Records contained in a dataset:
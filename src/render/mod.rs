//! Turning an [`Outcome`](crate::feed::Outcome) into something to show.
//!
//! Three renderings share the same wording:
//!
//! - [`html`] - An escaped HTML fragment, plus [`render_page`] which prefixes
//!   the stylesheet once
//! - [`text`] - Terminal output with control characters stripped
//! - [`json`] - Machine-readable report
//!
//! Error states never include partial results. A parse failure shows the raw
//! payload only when the host context allows it.

mod html;
mod json;
mod style;
mod text;

use clap::ValueEnum;
use serde::Deserialize;

use crate::feed::{Outcome, SearchError};
use crate::host::HostContext;
use crate::query::Query;

pub use html::{render_html, render_page};
pub use json::render_json;
pub use style::STYLESHEET;
pub use text::render_text;

/// Shown when there is no query yet.
pub const PROMPT: &str = "Please enter a search term above to search Google News.";
/// Shown when the feed parsed but had no usable items.
pub const NO_RESULTS: &str = "No results found.";

/// Output format selectable from the CLI or config file.
#[derive(Debug, Clone, Copy, Default, PartialEq, Eq, Deserialize, ValueEnum)]
#[serde(rename_all = "lowercase")]
pub enum Format {
    #[default]
    Text,
    Html,
    Json,
}

/// Renders an outcome in the requested format.
///
/// `width` only affects text output.
pub fn render(
    format: Format,
    query: Option<&Query>,
    outcome: &Outcome,
    ctx: &HostContext,
    width: usize,
) -> String {
    match format {
        Format::Text => render_text(query, outcome, ctx, width),
        Format::Html => render_page(query, outcome, ctx),
        Format::Json => render_json(query, outcome, ctx),
    }
}

/// The end-user message for a failed search.
pub fn user_message(err: &SearchError) -> String {
    match err {
        SearchError::Transport(_) => "Error fetching results. Please try again later.".to_string(),
        SearchError::Status { code, .. } => {
            format!("Error fetching results (HTTP {code}). Please try again later.")
        }
        SearchError::EmptyBody => "No response from remote server.".to_string(),
        SearchError::Parse(_) => "Unable to parse response.".to_string(),
    }
}

/// Stable identifier for an error kind, used in JSON output.
pub fn error_kind(err: &SearchError) -> &'static str {
    match err {
        SearchError::Transport(_) => "transport",
        SearchError::Status { .. } => "status",
        SearchError::EmptyBody => "empty_body",
        SearchError::Parse(_) => "parse",
    }
}

#[cfg(test)]
mod tests {
    use super::*;
    use crate::feed::TransportError;

    #[test]
    fn test_user_messages() {
        assert_eq!(
            user_message(&SearchError::Status {
                code: 500,
                url: "u".into()
            }),
            "Error fetching results (HTTP 500). Please try again later."
        );
        assert_eq!(
            user_message(&SearchError::Transport(TransportError::Timeout)),
            "Error fetching results. Please try again later."
        );
        assert_eq!(
            user_message(&SearchError::EmptyBody),
            "No response from remote server."
        );
    }

    #[test]
    fn test_format_parses_from_config_value() {
        #[derive(Deserialize)]
        struct Wrapper {
            format: Format,
        }
        let w: Wrapper = toml::from_str("format = \"json\"").unwrap();
        assert_eq!(w.format, Format::Json);
        assert_eq!(Format::default(), Format::Text);
    }
}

## What to work on
Would you please return all lines of the data that include the word "Wrapper"?

## Result
        struct Wrapper {
        let w: Wrapper = toml::from_str("format = \"json\"").unwrap();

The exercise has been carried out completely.